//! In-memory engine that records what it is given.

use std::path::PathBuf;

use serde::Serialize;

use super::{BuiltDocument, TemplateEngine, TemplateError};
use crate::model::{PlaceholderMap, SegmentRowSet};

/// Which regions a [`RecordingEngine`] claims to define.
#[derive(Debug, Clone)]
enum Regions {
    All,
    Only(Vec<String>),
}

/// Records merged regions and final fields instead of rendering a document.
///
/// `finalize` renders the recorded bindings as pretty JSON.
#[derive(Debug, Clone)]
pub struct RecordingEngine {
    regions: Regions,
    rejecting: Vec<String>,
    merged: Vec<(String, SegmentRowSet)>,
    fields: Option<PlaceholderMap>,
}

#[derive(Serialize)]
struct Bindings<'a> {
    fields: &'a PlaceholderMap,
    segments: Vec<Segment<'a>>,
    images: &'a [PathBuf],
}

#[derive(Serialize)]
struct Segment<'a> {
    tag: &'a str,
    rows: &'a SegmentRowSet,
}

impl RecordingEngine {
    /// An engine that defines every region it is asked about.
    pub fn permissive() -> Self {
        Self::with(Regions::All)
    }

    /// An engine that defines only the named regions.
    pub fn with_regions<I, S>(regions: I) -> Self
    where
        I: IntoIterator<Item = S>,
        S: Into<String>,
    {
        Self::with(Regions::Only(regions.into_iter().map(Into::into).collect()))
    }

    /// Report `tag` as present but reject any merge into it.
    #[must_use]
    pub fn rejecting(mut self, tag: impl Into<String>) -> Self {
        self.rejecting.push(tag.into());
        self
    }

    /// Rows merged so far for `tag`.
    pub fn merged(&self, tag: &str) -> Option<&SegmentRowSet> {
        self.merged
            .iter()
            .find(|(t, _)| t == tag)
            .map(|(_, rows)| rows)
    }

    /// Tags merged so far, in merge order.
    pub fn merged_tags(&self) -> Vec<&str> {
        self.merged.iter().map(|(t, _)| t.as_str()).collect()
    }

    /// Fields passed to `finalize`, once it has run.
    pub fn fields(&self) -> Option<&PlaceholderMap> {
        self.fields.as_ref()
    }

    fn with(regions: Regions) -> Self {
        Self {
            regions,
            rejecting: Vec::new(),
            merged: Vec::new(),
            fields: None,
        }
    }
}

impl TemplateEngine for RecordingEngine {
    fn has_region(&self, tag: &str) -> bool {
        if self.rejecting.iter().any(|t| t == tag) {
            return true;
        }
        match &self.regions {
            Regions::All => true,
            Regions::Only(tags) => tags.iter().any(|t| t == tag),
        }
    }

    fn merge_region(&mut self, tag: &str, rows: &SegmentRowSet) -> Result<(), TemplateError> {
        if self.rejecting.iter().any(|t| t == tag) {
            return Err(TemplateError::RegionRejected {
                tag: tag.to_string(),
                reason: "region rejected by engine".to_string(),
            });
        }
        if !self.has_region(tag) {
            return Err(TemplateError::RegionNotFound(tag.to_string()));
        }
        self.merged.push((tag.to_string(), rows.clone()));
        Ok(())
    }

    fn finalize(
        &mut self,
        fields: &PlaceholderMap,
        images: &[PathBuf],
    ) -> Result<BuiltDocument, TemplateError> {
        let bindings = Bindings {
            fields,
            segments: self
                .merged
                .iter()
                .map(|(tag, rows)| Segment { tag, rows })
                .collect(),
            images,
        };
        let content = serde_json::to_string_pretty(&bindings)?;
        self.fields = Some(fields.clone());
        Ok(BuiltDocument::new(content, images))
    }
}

═══

● **WORK TO BE COMPLETED**:
Only the lines holding the word "that" belong in the answer; copy them from the listing above.

● **THE COMPLETED TASK**:
//! In-memory engine that records what it is given.
    /// An engine that defines every region it is asked about.
    /// An engine that defines only the named regions.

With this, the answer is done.